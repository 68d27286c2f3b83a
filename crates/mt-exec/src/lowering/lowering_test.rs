use super::*;
use crate::plan::{AggregateFunc, Expr, JoinKind, ProjectItem};
use mt_sql::SqlParser;

fn lower(sql: &str) -> Plan {
    let stmt = SqlParser::duckdb().parse_single(sql).expect("SQL parse failed");
    lower_statement(&stmt).expect("Lowering failed")
}

fn lower_err(sql: &str) -> ExecError {
    let stmt = SqlParser::duckdb().parse_single(sql).expect("SQL parse failed");
    lower_statement(&stmt).unwrap_err()
}

#[test]
fn test_lower_simple_select() {
    let plan = lower("SELECT a, b AS bee FROM files.tasks");
    let Plan::Project { input, items } = &plan else {
        panic!("Expected Project, got: {:?}", plan);
    };
    assert_eq!(items.len(), 2);
    assert!(matches!(&items[0], ProjectItem::Expr { alias: None, .. }));
    assert!(matches!(&items[1], ProjectItem::Expr { alias: Some(a), .. } if a == "bee"));
    let Plan::Scan(scan) = input.as_ref() else {
        panic!("Expected Scan");
    };
    assert_eq!(scan.relation.namespace.as_deref(), Some("files"));
    assert_eq!(scan.relation.name, "tasks");
    assert_eq!(scan.qualifier(), "tasks");
}

#[test]
fn test_lower_qualified_wildcards() {
    let plan = lower("SELECT t.*, m.a, files.t2.* FROM files.t1 AS t JOIN files.t2");
    let Plan::Project { items, .. } = &plan else {
        panic!("Expected Project, got: {:?}", plan);
    };
    assert!(matches!(&items[0], ProjectItem::Wildcard { qualifier: Some(q) } if q == "t"));
    assert!(matches!(&items[1], ProjectItem::Expr { .. }));
    assert!(matches!(&items[2], ProjectItem::Wildcard { qualifier: Some(q) } if q == "t2"));
}

#[test]
fn test_lower_version_pin() {
    let plan = lower("SELECT * FROM proj.task_model.3 AS m");
    let Plan::Project { input, .. } = &plan else {
        panic!("Expected Project");
    };
    let Plan::Scan(scan) = input.as_ref() else {
        panic!("Expected Scan");
    };
    assert_eq!(scan.relation.namespace.as_deref(), Some("proj"));
    assert_eq!(scan.relation.name, "task_model");
    assert_eq!(scan.relation.version, Some(3));
    assert_eq!(scan.qualifier(), "m");
}

#[test]
fn test_lower_joins() {
    let plan = lower(
        "SELECT * FROM files.t1 AS a \
         JOIN files.t2 AS b ON a.c = b.c \
         LEFT JOIN files.t1 AS x ON b.a = x.a",
    );
    let Plan::Project { input, .. } = &plan else {
        panic!("Expected Project");
    };
    let Plan::Join {
        left, kind, condition, ..
    } = input.as_ref()
    else {
        panic!("Expected Join");
    };
    assert_eq!(*kind, JoinKind::Left);
    assert!(condition.is_some());
    assert!(matches!(
        left.as_ref(),
        Plan::Join {
            kind: JoinKind::Inner,
            ..
        }
    ));
}

#[test]
fn test_lower_comma_and_cross_join() {
    for sql in [
        "SELECT * FROM files.t1, files.t2",
        "SELECT * FROM files.t1 CROSS JOIN files.t2",
    ] {
        let plan = lower(sql);
        let Plan::Project { input, .. } = &plan else {
            panic!("Expected Project");
        };
        assert!(
            matches!(
                input.as_ref(),
                Plan::Join {
                    kind: JoinKind::Inner,
                    condition: None,
                    ..
                }
            ),
            "{}",
            sql
        );
    }
}

#[test]
fn test_lower_using() {
    let plan = lower("SELECT * FROM files.t1 AS a JOIN files.t2 AS b USING (c)");
    let Plan::Project { input, .. } = &plan else {
        panic!("Expected Project");
    };
    let Plan::Join {
        condition: Some(Expr::Binary { left, .. }),
        ..
    } = input.as_ref()
    else {
        panic!("Expected Join with condition");
    };
    assert!(matches!(left.as_ref(), Expr::Column(c) if c.qualifier.as_deref() == Some("a")));
}

#[test]
fn test_lower_aggregate_order() {
    let plan = lower(
        "SELECT c, MAX(a) AS top FROM files.t1 \
         WHERE a > 0 GROUP BY c HAVING COUNT(*) > 1 ORDER BY top DESC",
    );
    // Project(Sort(Aggregate(Filter(Scan))))
    let Plan::Project { input, .. } = &plan else {
        panic!("Expected Project");
    };
    let Plan::Sort { input, keys } = input.as_ref() else {
        panic!("Expected Sort");
    };
    assert!(!keys[0].ascending);
    assert!(matches!(&keys[0].expr, Expr::Column(c) if c.name == "#agg0"));
    let Plan::Aggregate {
        input,
        group_by,
        aggregates,
        having,
    } = input.as_ref()
    else {
        panic!("Expected Aggregate");
    };
    assert_eq!(group_by.len(), 1);
    assert_eq!(aggregates.len(), 2);
    assert_eq!(aggregates[1].func, AggregateFunc::Count);
    assert!(having.is_some());
    assert!(matches!(input.as_ref(), Plan::Filter { .. }));
}

#[test]
fn test_lower_global_aggregate_without_group_by() {
    let plan = lower("SELECT COUNT(*) FROM files.t1");
    let Plan::Project { input, items } = &plan else {
        panic!("Expected Project");
    };
    assert!(matches!(&items[0], ProjectItem::Expr { alias: Some(a), .. } if a == "count"));
    assert!(matches!(
        input.as_ref(),
        Plan::Aggregate { group_by, .. } if group_by.is_empty()
    ));
}

#[test]
fn test_lower_union_flattens() {
    let plan = lower("SELECT 1 AS x UNION ALL SELECT 2 UNION ALL SELECT 3");
    let Plan::Union { inputs, all } = &plan else {
        panic!("Expected Union, got {:?}", plan);
    };
    assert!(*all);
    assert_eq!(inputs.len(), 3);

    let plan = lower("SELECT 1 UNION SELECT 2");
    assert!(matches!(plan, Plan::Union { all: false, .. }));
}

#[test]
fn test_lower_union_order_by_position() {
    let plan = lower("SELECT a FROM files.t1 UNION ALL SELECT a FROM files.t2 ORDER BY 1 LIMIT 2");
    let Plan::Limit {
        input,
        limit,
        offset,
    } = &plan
    else {
        panic!("Expected Limit");
    };
    assert_eq!((*limit, *offset), (Some(2), 0));
    let Plan::Sort { input, keys } = input.as_ref() else {
        panic!("Expected Sort");
    };
    assert!(matches!(keys[0].expr, Expr::Position(1)));
    assert!(matches!(input.as_ref(), Plan::Union { .. }));
}

#[test]
fn test_lower_limit_offset() {
    let plan = lower("SELECT * FROM files.t1 LIMIT 10 OFFSET 5");
    assert!(matches!(
        plan,
        Plan::Limit {
            limit: Some(10),
            offset: 5,
            ..
        }
    ));
}

#[test]
fn test_lower_distinct_and_derived() {
    let plan = lower("SELECT DISTINCT s.a FROM (SELECT a FROM files.t1) AS s");
    let Plan::Distinct { input } = &plan else {
        panic!("Expected Distinct");
    };
    let Plan::Project { input, .. } = input.as_ref() else {
        panic!("Expected Project");
    };
    assert!(matches!(input.as_ref(), Plan::Derived { alias: Some(a), .. } if a == "s"));
}

#[test]
fn test_lower_select_without_from() {
    let plan = lower("SELECT 1 + 1 AS two");
    let Plan::Project { input, .. } = &plan else {
        panic!("Expected Project");
    };
    assert!(matches!(input.as_ref(), Plan::Dual));
}

#[test]
fn test_lower_non_select_fails() {
    let err = lower_err("INSERT INTO t VALUES (1)");
    assert!(err.to_string().contains("INSERT"));
}

#[test]
fn test_lower_aggregate_in_where_fails() {
    let err = lower_err("SELECT a FROM files.t1 WHERE MAX(a) > 1");
    assert!(matches!(err, ExecError::Unsupported(_)));
}

#[test]
fn test_lower_with_clause_unsupported() {
    let err = lower_err("WITH x AS (SELECT 1) SELECT * FROM x");
    assert!(err.to_string().contains("WITH"));
}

-------------------------

== WHAT YOU WILL DO ==
Transcribe the full listing above without leaving anything out.

== SOLUTION TO THIS TASK ==
repository 68d27286c2f3b83a
filename crates/mt-exec/src/lowering/lowering_test.rs
use super::*;
use crate::plan::{AggregateFunc, Expr, JoinKind, ProjectItem};
use mt_sql::SqlParser;

fn lower(sql: &str) -> Plan {
    let stmt = SqlParser::duckdb().parse_single(sql).expect("SQL parse failed");
    lower_statement(&stmt).expect("Lowering failed")
}

fn lower_err(sql: &str) -> ExecError {
    let stmt = SqlParser::duckdb().parse_single(sql).expect("SQL parse failed");
    lower_statement(&stmt).unwrap_err()
}

#[test]
fn test_lower_simple_select() {
    let plan = lower("SELECT a, b AS bee FROM files.tasks");
    let Plan::Project { input, items } = &plan else {
        panic!("Expected Project, got: {:?}", plan);
    };
    assert_eq!(items.len(), 2);
    assert!(matches!(&items[0], ProjectItem::Expr { alias: None, .. }));
    assert!(matches!(&items[1], ProjectItem::Expr { alias: Some(a), .. } if a == "bee"));
    let Plan::Scan(scan) = input.as_ref() else {
        panic!("Expected Scan");
    };
    assert_eq!(scan.relation.namespace.as_deref(), Some("files"));
    assert_eq!(scan.relation.name, "tasks");
    assert_eq!(scan.qualifier(), "tasks");
}

#[test]
fn test_lower_qualified_wildcards() {
    let plan = lower("SELECT t.*, m.a, files.t2.* FROM files.t1 AS t JOIN files.t2");
    let Plan::Project { items, .. } = &plan else {
        panic!("Expected Project, got: {:?}", plan);
    };
    assert!(matches!(&items[0], ProjectItem::Wildcard { qualifier: Some(q) } if q == "t"));
    assert!(matches!(&items[1], ProjectItem::Expr { .. }));
    assert!(matches!(&items[2], ProjectItem::Wildcard { qualifier: Some(q) } if q == "t2"));
}

#[test]
fn test_lower_version_pin() {
    let plan = lower("SELECT * FROM proj.task_model.3 AS m");
    let Plan::Project { input, .. } = &plan else {
        panic!("Expected Project");
    };
    let Plan::Scan(scan) = input.as_ref() else {
        panic!("Expected Scan");
    };
    assert_eq!(scan.relation.namespace.as_deref(), Some("proj"));
    assert_eq!(scan.relation.name, "task_model");
    assert_eq!(scan.relation.version, Some(3));
    assert_eq!(scan.qualifier(), "m");
}

#[test]
fn test_lower_joins() {
    let plan = lower(
        "SELECT * FROM files.t1 AS a \
         JOIN files.t2 AS b ON a.c = b.c \
         LEFT JOIN files.t1 AS x ON b.a = x.a",
    );
    let Plan::Project { input, .. } = &plan else {
        panic!("Expected Project");
    };
    let Plan::Join {
        left, kind, condition, ..
    } = input.as_ref()
    else {
        panic!("Expected Join");
    };
    assert_eq!(*kind, JoinKind::Left);
    assert!(condition.is_some());
    assert!(matches!(
        left.as_ref(),
        Plan::Join {
            kind: JoinKind::Inner,
            ..
        }
    ));
}

#[test]
fn test_lower_comma_and_cross_join() {
    for sql in [
        "SELECT * FROM files.t1, files.t2",
        "SELECT * FROM files.t1 CROSS JOIN files.t2",
    ] {
        let plan = lower(sql);
        let Plan::Project { input, .. } = &plan else {
            panic!("Expected Project");
        };
        assert!(
            matches!(
                input.as_ref(),
                Plan::Join {
                    kind: JoinKind::Inner,
                    condition: None,
                    ..
                }
            ),
            "{}",
            sql
        );
    }
}

#[test]
fn test_lower_using() {
    let plan = lower("SELECT * FROM files.t1 AS a JOIN files.t2 AS b USING (c)");
    let Plan::Project { input, .. } = &plan else {
        panic!("Expected Project");
    };
    let Plan::Join {
        condition: Some(Expr::Binary { left, .. }),
        ..
    } = input.as_ref()
    else {
        panic!("Expected Join with condition");
    };
    assert!(matches!(left.as_ref(), Expr::Column(c) if c.qualifier.as_deref() == Some("a")));
}

#[test]
fn test_lower_aggregate_order() {
    let plan = lower(
        "SELECT c, MAX(a) AS top FROM files.t1 \
         WHERE a > 0 GROUP BY c HAVING COUNT(*) > 1 ORDER BY top DESC",
    );
    // Project(Sort(Aggregate(Filter(Scan))))
    let Plan::Project { input, .. } = &plan else {
        panic!("Expected Project");
    };
    let Plan::Sort { input, keys } = input.as_ref() else {
        panic!("Expected Sort");
    };
    assert!(!keys[0].ascending);
    assert!(matches!(&keys[0].expr, Expr::Column(c) if c.name == "#agg0"));
    let Plan::Aggregate {
        input,
        group_by,
        aggregates,
        having,
    } = input.as_ref()
    else {
        panic!("Expected Aggregate");
    };
    assert_eq!(group_by.len(), 1);
    assert_eq!(aggregates.len(), 2);
    assert_eq!(aggregates[1].func, AggregateFunc::Count);
    assert!(having.is_some());
    assert!(matches!(input.as_ref(), Plan::Filter { .. }));
}

#[test]
fn test_lower_global_aggregate_without_group_by() {
    let plan = lower("SELECT COUNT(*) FROM files.t1");
    let Plan::Project { input, items } = &plan else {
        panic!("Expected Project");
    };
    assert!(matches!(&items[0], ProjectItem::Expr { alias: Some(a), .. } if a == "count"));
    assert!(matches!(
        input.as_ref(),
        Plan::Aggregate { group_by, .. } if group_by.is_empty()
    ));
}

#[test]
fn test_lower_union_flattens() {
    let plan = lower("SELECT 1 AS x UNION ALL SELECT 2 UNION ALL SELECT 3");
    let Plan::Union { inputs, all } = &plan else {
        panic!("Expected Union, got {:?}", plan);
    };
    assert!(*all);
    assert_eq!(inputs.len(), 3);

    let plan = lower("SELECT 1 UNION SELECT 2");
    assert!(matches!(plan, Plan::Union { all: false, .. }));
}

#[test]
fn test_lower_union_order_by_position() {
    let plan = lower("SELECT a FROM files.t1 UNION ALL SELECT a FROM files.t2 ORDER BY 1 LIMIT 2");
    let Plan::Limit {
        input,
        limit,
        offset,
    } = &plan
    else {
        panic!("Expected Limit");
    };
    assert_eq!((*limit, *offset), (Some(2), 0));
    let Plan::Sort { input, keys } = input.as_ref() else {
        panic!("Expected Sort");
    };
    assert!(matches!(keys[0].expr, Expr::Position(1)));
    assert!(matches!(input.as_ref(), Plan::Union { .. }));
}

#[test]
fn test_lower_limit_offset() {
    let plan = lower("SELECT * FROM files.t1 LIMIT 10 OFFSET 5");
    assert!(matches!(
        plan,
        Plan::Limit {
            limit: Some(10),
            offset: 5,
            ..
        }
    ));
}

#[test]
fn test_lower_distinct_and_derived() {
    let plan = lower("SELECT DISTINCT s.a FROM (SELECT a FROM files.t1) AS s");
    let Plan::Distinct { input } = &plan else {
        panic!("Expected Distinct");
    };
    let Plan::Project { input, .. } = input.as_ref() else {
        panic!("Expected Project");
    };
    assert!(matches!(input.as_ref(), Plan::Derived { alias: Some(a), .. } if a == "s"));
}

#[test]
fn test_lower_select_without_from() {
    let plan = lower("SELECT 1 + 1 AS two");
    let Plan::Project { input, .. } = &plan else {
        panic!("Expected Project");
    };
    assert!(matches!(input.as_ref(), Plan::Dual));
}

#[test]
fn test_lower_non_select_fails() {
    let err = lower_err("INSERT INTO t VALUES (1)");
    assert!(err.to_string().contains("INSERT"));
}

#[test]
fn test_lower_aggregate_in_where_fails() {
    let err = lower_err("SELECT a FROM files.t1 WHERE MAX(a) > 1");
    assert!(matches!(err, ExecError::Unsupported(_)));
}

#[test]
fn test_lower_with_clause_unsupported() {
    let err = lower_err("WITH x AS (SELECT 1) SELECT * FROM x");
    assert!(err.to_string().contains("WITH"));
}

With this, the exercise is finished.